§ EXERCISE DETAILS:
Show all lines containing "cryptographic" from the data below.

Collected data entries

Content starts

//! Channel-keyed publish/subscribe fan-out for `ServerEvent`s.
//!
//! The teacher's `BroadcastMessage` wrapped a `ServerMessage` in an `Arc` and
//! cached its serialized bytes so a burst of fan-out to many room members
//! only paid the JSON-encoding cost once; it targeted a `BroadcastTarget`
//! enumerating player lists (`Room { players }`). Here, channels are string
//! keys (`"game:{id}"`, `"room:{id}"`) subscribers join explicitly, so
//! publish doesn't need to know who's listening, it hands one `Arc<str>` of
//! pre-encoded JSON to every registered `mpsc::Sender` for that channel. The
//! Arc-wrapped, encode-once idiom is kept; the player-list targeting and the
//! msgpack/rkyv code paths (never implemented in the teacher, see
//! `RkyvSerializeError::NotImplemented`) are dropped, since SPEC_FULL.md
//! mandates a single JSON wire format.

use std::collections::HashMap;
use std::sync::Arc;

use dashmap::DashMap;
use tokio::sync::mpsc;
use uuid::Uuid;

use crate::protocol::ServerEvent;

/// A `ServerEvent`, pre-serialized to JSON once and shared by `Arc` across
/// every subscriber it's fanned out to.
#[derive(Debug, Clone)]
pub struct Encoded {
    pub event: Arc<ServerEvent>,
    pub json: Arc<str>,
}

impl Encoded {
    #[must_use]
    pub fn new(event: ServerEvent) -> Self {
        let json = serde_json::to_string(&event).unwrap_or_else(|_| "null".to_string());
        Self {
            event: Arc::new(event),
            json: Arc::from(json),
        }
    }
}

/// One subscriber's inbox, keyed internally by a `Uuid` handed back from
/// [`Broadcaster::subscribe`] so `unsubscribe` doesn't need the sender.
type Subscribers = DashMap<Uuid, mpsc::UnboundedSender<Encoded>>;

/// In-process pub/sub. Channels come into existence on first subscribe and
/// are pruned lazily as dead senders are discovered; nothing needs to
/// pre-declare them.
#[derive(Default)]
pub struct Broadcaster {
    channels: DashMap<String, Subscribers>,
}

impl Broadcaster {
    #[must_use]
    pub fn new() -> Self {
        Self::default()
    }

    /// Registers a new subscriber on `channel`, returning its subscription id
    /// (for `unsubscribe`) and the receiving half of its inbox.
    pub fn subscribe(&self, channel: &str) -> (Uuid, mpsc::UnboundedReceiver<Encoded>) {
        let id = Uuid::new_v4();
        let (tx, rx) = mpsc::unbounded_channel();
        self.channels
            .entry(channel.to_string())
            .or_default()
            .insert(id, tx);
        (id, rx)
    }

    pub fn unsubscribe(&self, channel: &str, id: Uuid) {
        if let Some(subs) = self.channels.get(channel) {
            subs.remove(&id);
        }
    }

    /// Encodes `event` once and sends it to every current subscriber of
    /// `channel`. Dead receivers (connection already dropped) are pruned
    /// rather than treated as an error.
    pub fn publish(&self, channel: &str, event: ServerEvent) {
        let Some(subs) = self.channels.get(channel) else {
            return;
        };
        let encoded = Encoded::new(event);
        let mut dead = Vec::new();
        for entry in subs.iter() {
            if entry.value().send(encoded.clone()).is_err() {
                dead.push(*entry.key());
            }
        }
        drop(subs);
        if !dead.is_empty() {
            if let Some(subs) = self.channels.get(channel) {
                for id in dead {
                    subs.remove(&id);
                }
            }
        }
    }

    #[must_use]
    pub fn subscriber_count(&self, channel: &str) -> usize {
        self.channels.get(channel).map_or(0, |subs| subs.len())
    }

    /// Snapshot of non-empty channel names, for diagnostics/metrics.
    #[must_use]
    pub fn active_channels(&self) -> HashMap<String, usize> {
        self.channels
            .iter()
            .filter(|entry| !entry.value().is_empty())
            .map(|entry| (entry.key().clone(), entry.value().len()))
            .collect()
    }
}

Content ends
Content starts

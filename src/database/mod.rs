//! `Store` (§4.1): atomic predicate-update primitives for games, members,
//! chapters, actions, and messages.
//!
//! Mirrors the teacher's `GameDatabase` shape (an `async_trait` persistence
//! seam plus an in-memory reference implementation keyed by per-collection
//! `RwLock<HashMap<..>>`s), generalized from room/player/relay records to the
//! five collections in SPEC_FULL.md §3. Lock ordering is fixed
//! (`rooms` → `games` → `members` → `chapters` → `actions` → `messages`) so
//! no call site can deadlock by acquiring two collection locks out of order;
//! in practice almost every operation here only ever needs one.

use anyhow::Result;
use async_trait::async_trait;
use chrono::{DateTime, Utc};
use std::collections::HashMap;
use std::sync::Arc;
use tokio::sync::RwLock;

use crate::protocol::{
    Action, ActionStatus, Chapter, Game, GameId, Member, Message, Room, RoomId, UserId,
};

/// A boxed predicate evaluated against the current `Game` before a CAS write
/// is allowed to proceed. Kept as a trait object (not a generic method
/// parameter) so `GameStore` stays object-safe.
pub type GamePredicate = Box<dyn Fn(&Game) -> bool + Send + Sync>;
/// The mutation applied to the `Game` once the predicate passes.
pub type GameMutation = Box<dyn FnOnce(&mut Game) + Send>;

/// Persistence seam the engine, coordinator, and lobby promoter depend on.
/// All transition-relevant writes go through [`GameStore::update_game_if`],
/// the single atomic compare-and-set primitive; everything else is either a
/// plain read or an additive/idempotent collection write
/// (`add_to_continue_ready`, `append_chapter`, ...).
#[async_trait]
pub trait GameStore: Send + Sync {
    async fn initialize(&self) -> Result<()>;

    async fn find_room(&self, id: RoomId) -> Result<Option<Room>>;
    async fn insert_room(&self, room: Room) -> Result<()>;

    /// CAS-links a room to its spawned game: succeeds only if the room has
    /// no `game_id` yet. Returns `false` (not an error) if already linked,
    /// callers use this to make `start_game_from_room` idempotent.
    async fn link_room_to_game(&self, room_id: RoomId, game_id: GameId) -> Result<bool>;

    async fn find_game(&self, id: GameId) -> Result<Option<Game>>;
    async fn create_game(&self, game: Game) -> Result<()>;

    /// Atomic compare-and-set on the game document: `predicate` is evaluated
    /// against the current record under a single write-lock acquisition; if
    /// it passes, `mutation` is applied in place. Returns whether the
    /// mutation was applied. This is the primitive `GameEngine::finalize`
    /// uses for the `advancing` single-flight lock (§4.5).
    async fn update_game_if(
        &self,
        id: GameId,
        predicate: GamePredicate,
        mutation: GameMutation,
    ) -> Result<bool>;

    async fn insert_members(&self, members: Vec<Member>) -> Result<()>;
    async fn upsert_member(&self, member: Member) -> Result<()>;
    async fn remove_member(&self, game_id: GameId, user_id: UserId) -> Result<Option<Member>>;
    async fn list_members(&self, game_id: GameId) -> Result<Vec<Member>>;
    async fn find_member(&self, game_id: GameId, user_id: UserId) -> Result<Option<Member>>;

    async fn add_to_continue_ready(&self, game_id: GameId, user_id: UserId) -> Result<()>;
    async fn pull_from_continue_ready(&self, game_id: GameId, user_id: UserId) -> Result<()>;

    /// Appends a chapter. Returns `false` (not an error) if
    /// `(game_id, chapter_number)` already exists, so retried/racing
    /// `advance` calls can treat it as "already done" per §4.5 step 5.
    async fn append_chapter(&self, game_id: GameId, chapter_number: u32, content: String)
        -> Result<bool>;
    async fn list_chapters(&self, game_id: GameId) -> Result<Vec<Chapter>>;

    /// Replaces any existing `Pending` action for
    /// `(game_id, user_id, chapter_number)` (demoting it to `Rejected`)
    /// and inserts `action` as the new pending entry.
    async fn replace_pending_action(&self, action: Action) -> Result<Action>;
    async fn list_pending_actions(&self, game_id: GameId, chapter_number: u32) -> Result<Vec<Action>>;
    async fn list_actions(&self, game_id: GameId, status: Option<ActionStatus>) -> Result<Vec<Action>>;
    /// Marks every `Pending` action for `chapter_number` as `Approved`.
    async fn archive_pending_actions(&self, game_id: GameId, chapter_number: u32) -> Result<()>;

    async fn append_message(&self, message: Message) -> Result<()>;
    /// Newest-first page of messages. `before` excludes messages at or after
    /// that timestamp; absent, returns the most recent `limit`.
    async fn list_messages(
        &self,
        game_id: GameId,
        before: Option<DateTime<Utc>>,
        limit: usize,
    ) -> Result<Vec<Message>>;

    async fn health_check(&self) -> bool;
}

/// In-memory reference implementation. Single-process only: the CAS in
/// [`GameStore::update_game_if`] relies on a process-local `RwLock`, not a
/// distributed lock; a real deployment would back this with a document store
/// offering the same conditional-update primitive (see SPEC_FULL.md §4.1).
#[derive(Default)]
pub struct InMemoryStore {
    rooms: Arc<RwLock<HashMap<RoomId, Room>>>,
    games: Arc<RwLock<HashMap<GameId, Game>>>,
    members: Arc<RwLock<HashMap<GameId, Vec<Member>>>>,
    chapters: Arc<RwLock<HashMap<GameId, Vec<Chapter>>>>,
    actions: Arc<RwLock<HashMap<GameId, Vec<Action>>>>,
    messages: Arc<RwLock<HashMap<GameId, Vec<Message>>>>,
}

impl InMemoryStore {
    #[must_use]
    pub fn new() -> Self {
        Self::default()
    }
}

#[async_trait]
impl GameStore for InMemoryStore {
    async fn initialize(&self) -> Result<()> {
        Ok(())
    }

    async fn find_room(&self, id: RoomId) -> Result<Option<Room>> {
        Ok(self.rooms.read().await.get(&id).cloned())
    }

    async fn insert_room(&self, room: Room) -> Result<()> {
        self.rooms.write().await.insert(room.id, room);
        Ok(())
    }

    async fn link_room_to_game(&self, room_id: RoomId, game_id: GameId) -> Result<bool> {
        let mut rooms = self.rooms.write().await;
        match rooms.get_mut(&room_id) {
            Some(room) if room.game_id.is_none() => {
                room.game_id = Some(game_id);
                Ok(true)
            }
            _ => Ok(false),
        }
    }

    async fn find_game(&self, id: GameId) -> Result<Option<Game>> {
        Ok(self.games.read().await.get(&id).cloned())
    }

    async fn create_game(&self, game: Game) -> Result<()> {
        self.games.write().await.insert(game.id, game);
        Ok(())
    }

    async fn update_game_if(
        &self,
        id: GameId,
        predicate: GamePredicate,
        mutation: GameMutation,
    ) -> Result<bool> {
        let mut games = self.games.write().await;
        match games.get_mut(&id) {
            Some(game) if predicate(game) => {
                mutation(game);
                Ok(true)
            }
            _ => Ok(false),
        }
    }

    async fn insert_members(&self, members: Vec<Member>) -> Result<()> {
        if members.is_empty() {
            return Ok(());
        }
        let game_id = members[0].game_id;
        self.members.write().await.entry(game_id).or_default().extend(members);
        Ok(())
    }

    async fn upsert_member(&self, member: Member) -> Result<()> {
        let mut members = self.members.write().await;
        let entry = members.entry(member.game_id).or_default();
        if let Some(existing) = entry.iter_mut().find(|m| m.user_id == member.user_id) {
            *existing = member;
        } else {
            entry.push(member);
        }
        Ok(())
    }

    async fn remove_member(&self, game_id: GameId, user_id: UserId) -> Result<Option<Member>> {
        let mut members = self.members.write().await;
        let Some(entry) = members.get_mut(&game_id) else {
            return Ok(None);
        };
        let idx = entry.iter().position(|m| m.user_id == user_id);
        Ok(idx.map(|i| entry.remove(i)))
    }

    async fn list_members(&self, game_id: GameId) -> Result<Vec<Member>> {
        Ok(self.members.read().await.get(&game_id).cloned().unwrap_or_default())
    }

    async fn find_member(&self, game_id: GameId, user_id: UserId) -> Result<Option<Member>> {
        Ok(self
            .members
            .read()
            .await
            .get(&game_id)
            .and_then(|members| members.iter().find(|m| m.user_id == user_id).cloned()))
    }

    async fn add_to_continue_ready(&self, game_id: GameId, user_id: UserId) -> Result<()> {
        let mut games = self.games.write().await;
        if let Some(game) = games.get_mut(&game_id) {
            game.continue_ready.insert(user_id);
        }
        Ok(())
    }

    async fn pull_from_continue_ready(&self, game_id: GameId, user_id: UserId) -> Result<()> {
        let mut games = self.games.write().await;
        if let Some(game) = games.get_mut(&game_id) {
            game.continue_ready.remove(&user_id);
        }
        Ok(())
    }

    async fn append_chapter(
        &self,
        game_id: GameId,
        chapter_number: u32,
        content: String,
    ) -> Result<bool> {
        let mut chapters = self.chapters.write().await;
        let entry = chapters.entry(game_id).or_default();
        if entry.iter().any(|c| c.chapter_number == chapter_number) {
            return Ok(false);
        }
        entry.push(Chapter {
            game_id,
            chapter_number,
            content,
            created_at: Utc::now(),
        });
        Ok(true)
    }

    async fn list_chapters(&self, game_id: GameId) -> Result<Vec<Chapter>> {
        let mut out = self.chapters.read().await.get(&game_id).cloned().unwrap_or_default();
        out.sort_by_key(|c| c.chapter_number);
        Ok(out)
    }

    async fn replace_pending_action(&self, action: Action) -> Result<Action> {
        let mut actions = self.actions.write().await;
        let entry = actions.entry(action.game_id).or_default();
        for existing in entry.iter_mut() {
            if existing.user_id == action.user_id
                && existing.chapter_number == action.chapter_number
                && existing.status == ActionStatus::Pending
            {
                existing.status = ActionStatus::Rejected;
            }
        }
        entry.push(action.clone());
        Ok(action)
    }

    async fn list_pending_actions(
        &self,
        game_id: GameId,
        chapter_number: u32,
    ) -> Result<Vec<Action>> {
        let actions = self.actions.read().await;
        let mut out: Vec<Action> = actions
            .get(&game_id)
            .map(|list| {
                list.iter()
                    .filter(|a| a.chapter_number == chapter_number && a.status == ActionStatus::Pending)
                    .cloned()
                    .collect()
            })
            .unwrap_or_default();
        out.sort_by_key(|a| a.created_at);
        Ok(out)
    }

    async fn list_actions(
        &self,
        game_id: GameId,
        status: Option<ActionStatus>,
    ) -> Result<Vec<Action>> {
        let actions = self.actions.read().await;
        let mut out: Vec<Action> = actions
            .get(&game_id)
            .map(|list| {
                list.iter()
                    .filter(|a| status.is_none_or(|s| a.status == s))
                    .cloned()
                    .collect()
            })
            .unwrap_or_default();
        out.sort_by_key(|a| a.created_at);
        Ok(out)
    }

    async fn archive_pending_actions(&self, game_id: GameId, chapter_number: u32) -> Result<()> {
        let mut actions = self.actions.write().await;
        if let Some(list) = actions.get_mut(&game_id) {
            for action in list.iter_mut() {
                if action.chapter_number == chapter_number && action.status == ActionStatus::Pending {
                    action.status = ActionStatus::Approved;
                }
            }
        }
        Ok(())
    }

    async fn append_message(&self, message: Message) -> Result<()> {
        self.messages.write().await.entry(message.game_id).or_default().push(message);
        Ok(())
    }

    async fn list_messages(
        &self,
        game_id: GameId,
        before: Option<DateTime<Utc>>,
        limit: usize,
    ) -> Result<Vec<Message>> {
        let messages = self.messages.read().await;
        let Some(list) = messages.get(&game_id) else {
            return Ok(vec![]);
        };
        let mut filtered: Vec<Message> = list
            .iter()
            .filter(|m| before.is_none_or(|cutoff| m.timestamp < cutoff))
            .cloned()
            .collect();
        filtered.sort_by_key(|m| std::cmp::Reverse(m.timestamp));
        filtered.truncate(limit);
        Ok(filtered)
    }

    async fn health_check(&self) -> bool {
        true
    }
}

Content ends
Content starts

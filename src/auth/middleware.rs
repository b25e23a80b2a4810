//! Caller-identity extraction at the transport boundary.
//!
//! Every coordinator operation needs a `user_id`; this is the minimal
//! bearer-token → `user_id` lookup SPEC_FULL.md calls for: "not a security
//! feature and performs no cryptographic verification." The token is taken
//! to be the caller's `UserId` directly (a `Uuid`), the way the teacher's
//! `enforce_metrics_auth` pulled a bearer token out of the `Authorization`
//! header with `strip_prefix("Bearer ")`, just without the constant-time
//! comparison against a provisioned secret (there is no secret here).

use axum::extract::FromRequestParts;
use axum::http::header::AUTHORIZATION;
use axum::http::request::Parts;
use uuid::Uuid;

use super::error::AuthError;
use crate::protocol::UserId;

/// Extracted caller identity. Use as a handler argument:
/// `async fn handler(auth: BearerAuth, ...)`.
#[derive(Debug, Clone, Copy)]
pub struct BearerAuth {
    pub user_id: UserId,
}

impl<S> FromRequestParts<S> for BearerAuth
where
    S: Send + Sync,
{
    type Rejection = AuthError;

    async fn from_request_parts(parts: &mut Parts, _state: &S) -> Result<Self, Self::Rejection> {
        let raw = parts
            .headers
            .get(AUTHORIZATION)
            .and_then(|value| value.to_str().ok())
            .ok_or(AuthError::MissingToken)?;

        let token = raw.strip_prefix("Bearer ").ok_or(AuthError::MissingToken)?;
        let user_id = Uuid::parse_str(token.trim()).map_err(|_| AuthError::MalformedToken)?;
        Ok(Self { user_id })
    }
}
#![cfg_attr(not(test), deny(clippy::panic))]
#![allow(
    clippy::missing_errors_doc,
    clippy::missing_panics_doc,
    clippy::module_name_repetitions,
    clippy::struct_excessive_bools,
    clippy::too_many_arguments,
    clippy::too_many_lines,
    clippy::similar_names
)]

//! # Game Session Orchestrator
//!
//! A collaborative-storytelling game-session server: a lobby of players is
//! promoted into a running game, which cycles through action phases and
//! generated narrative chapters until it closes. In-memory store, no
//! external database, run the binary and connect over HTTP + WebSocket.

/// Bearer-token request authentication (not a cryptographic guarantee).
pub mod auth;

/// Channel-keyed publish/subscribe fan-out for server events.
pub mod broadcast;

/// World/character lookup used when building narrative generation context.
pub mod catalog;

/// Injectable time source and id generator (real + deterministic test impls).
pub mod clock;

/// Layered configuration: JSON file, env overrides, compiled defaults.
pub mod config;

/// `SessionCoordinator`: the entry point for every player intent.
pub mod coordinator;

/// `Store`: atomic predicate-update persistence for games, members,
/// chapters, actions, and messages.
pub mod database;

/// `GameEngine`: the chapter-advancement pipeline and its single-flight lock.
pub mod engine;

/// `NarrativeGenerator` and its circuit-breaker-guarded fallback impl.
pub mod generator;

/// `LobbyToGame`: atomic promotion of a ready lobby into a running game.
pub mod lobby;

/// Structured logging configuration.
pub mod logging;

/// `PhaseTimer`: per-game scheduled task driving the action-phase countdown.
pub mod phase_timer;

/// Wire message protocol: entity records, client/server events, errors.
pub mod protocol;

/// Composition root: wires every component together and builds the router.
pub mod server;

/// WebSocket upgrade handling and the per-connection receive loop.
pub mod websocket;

Content ends

§ RESPONSE:
//! feature and performs no cryptographic verification." The token is taken
/// Bearer-token request authentication (not a cryptographic guarantee).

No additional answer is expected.